//! Generative fixes for dereference errors no annotation can resolve.
//!
//! The engine hands over the enclosing method's text; a chat model proposes
//! a rewritten method, which is only accepted if it comes back as a fenced
//! Java block.

mod client;
mod error;
mod prompt;

pub use client::{ChatClient, ChatClientConfig};
pub use error::AiError;
pub use prompt::{dereference_prompt, extract_java_block};

/// Proposes a replacement for a method containing a dereference error.
pub trait MethodFixer {
    /// The full text of a rewritten method, or `None` when no fix could be
    /// produced. Failures never propagate.
    fn rewrite_method(&self, method_name: &str, method_text: &str, error_message: &str) -> Option<String>;
}

impl MethodFixer for ChatClient {
    fn rewrite_method(&self, method_name: &str, method_text: &str, error_message: &str) -> Option<String> {
        let prompt = dereference_prompt(method_name, method_text, error_message);
        match self.complete(&prompt) {
            Ok(reply) => {
                let code = extract_java_block(&reply);
                if code.is_none() {
                    tracing::debug!(method = method_name, "model reply has no java block");
                }
                code
            }
            Err(err) => {
                tracing::debug!(method = method_name, error = %err, "generative fix request failed");
                None
            }
        }
    }
}
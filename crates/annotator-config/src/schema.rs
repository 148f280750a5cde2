use schemars::schema::RootSchema;
use schemars::schema_for;

use crate::AnnotatorConfig;

/// JSON schema for the annotator's config file.
#[must_use]
pub fn json_schema() -> RootSchema {
    schema_for!(AnnotatorConfig)
}
use std::collections::{BTreeSet, HashMap};

use annotator_core::{Fix, Location};

/// Raw result of evaluating one tree, before the override penalty.
#[derive(Debug, Clone, PartialEq, Eq)]
pub struct CachedEffect {
    fingerprint: u64,
    pub local_effect: i32,
    pub reported: Vec<Fix>,
}

/// Evaluations keyed by tree. An entry only answers while the errors in the
/// tree's regions still hash to the fingerprint it was stored with.
#[derive(Debug, Default)]
pub struct EffectCache {
    entries: HashMap<BTreeSet<Location>, CachedEffect>,
    hits: u32,
}

impl EffectCache {
    pub fn get(&mut self, tree: &BTreeSet<Location>, fingerprint: u64) -> Option<CachedEffect> {
        let hit = self
            .entries
            .get(tree)
            .filter(|entry| entry.fingerprint == fingerprint)
            .cloned();
        if hit.is_some() {
            self.hits += 1;
        }
        hit
    }

    pub fn insert(&mut self, tree: BTreeSet<Location>, fingerprint: u64, local_effect: i32, reported: Vec<Fix>) {
        self.entries.insert(
            tree,
            CachedEffect {
                fingerprint,
                local_effect,
                reported,
            },
        );
    }

    pub fn hits(&self) -> u32 {
        self.hits
    }
}

#[cfg(test)]
mod tests {
    use super::*;

    #[test]
    fn stale_fingerprints_miss() {
        let tree = BTreeSet::from([Location::method("a.C", "/C.java", "get()")]);
        let mut cache = EffectCache::default();
        cache.insert(tree.clone(), 7, -1, Vec::new());

        assert_eq!(cache.get(&tree, 7).map(|hit| hit.local_effect), Some(-1));
        assert!(cache.get(&tree, 8).is_none());
        assert!(cache.get(&BTreeSet::new(), 7).is_none());
        assert_eq!(cache.hits(), 1);
    }
}
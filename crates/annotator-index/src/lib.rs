//! Typed, region-indexed views over the analyzer's report files.
//!
//! Every store here is rebuilt from scratch after each build. Nothing is
//! patched in place across rounds.

mod error;
pub mod deserializer;
pub mod field;
pub mod files;
pub mod method;
pub mod store;
pub mod tracker;

pub use deserializer::{Deserializer, SerializationVersion};
pub use error::{IndexError, Result};
pub use field::{FieldDeclarationStore, FieldInitStore};
pub use method::{MethodHierarchy, MethodRecord, MethodRegistry, Visibility};
pub use store::{Index, IndexKey, Keyed, TrackerNode};
pub use tracker::{CompoundRegionTracker, FieldRegionTracker, MethodRegionTracker, ParameterRegionTracker, RegionTracker};
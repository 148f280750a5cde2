//! Adds and removes annotations in Java source files.
//!
//! Edits are declaration-level: an annotation is inserted at the start of a
//! field, method or parameter declaration and removed from the same place.
//! Every file touched in one batch is rewritten once, and the resulting
//! [`OffsetMap`](annotator_core::edit::OffsetMap) is recorded so analyzer
//! offsets reported against the edited file can be mapped back.

mod change;
mod error;
mod injector;
mod offsets;

pub use change::{AnnotationEdit, ChangeKind, EditOutcome, InjectionReport};
pub use error::{InjectError, Result};
pub use injector::{Injector, MethodRewrite};
pub use offsets::FileOffsetStore;
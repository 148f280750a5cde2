//! File names the analyzer writes into its output directory.

pub const ERRORS: &str = "errors.tsv";
pub const FIXES: &str = "fixes.tsv";
pub const CALL_GRAPH: &str = "call_graph.tsv";
pub const FIELD_GRAPH: &str = "field_graph.tsv";
pub const METHOD_INFO: &str = "method_info.tsv";
pub const CLASS_INFO: &str = "class_info.tsv";
pub const FIELD_INIT: &str = "field_init.tsv";

/// Every report file, in the order the loaders read them.
pub const ALL: [&str; 7] = [ERRORS, FIXES, CALL_GRAPH, FIELD_GRAPH, METHOD_INFO, CLASS_INFO, FIELD_INIT];
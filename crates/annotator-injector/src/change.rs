use std::collections::BTreeMap;
use std::fmt;
use std::path::PathBuf;

use annotator_core::edit::OffsetMap;
use annotator_core::{Fix, Location};

#[derive(Debug, Clone, Copy, PartialEq, Eq, Hash)]
pub enum ChangeKind {
    Add,
    Remove,
}

/// One annotation change at one location.
#[derive(Debug, Clone, PartialEq, Eq, Hash)]
pub struct AnnotationEdit {
    pub location: Location,
    /// Fully qualified annotation name, or a simple name for annotations
    /// that need no import.
    pub annotation: String,
    pub kind: ChangeKind,
}

impl AnnotationEdit {
    pub fn add(location: Location, annotation: impl Into<String>) -> Self {
        Self {
            location,
            annotation: annotation.into(),
            kind: ChangeKind::Add,
        }
    }

    pub fn remove(location: Location, annotation: impl Into<String>) -> Self {
        Self {
            location,
            annotation: annotation.into(),
            kind: ChangeKind::Remove,
        }
    }

    pub fn from_fix(fix: &Fix) -> Self {
        Self::add(fix.location.clone(), fix.annotation.clone())
    }

    /// The edit undoing this one.
    pub fn reverse(&self) -> Self {
        let kind = match self.kind {
            ChangeKind::Add => ChangeKind::Remove,
            ChangeKind::Remove => ChangeKind::Add,
        };
        Self {
            location: self.location.clone(),
            annotation: self.annotation.clone(),
            kind,
        }
    }

    pub fn simple_annotation(&self) -> &str {
        self.annotation.rsplit('.').next().unwrap_or(&self.annotation)
    }
}

impl fmt::Display for AnnotationEdit {
    fn fmt(&self, f: &mut fmt::Formatter<'_>) -> fmt::Result {
        let verb = match self.kind {
            ChangeKind::Add => "add",
            ChangeKind::Remove => "remove",
        };
        write!(f, "{verb} @{} on {}", self.simple_annotation(), self.location)
    }
}

#[derive(Debug, Clone, PartialEq, Eq)]
pub enum EditOutcome {
    /// The source text changed.
    Applied,
    /// Nothing to do: the annotation was already present (add) or absent
    /// (remove).
    Unchanged,
    Failed(String),
}

impl EditOutcome {
    pub fn is_success(&self) -> bool {
        !matches!(self, EditOutcome::Failed(_))
    }
}

/// Per-edit outcomes of one batch, plus one offset map per rewritten file.
#[derive(Debug, Clone, Default)]
pub struct InjectionReport {
    pub outcomes: Vec<(AnnotationEdit, EditOutcome)>,
    pub offsets: BTreeMap<PathBuf, OffsetMap>,
}

impl InjectionReport {
    pub fn applied(&self) -> usize {
        self.outcomes
            .iter()
            .filter(|(_, outcome)| *outcome == EditOutcome::Applied)
            .count()
    }

    pub fn failures(&self) -> impl Iterator<Item = &(AnnotationEdit, EditOutcome)> {
        self.outcomes.iter().filter(|(_, outcome)| !outcome.is_success())
    }
}
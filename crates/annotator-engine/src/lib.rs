//! Iterative nullability annotation inference.
//!
//! Each round builds the target with the analyzer attached, turns every
//! suggested fix into a [`Node`](graph::Node), expands it into a tree of
//! companion fixes, and scores the trees by injecting them in batches of
//! non-conflicting nodes and rebuilding. Trees that strictly reduce the error
//! count are kept, and the loop repeats until no tree helps.

mod annotator;
mod cache;
mod context;
pub mod downstream;
mod error;
mod evaluator;
mod generative;
pub mod graph;
mod initializer;
pub mod report;
mod snapshot;

pub use annotator::{Annotator, RunSummary};
pub use cache::{CachedEffect, EffectCache};
pub use context::Context;
pub use downstream::{DownstreamImpactModel, DownstreamModel, LibraryModel, LocalOnly};
pub use error::{EngineError, Result};
pub use generative::GenerativeOutcome;
pub use report::{Report, RunLog};
pub use snapshot::{Snapshot, SnapshotSource};
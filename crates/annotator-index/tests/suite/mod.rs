mod report_directory;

• • • •

What you will do
All lines in the listing above from the line containing "place across rounds." to the line containing "the start of a", inclusive, should be retyped exactly; no other lines should appear.

Answer to this task
//! patched in place across rounds.

mod error;
pub mod deserializer;
pub mod field;
pub mod files;
pub mod method;
pub mod store;
pub mod tracker;

pub use deserializer::{Deserializer, SerializationVersion};
pub use error::{IndexError, Result};
pub use field::{FieldDeclarationStore, FieldInitStore};
pub use method::{MethodHierarchy, MethodRecord, MethodRegistry, Visibility};
pub use store::{Index, IndexKey, Keyed, TrackerNode};
pub use tracker::{CompoundRegionTracker, FieldRegionTracker, MethodRegionTracker, ParameterRegionTracker, RegionTracker};
repository 148f280750a5cde2
//! Adds and removes annotations in Java source files.
//!
//! Edits are declaration-level: an annotation is inserted at the start of a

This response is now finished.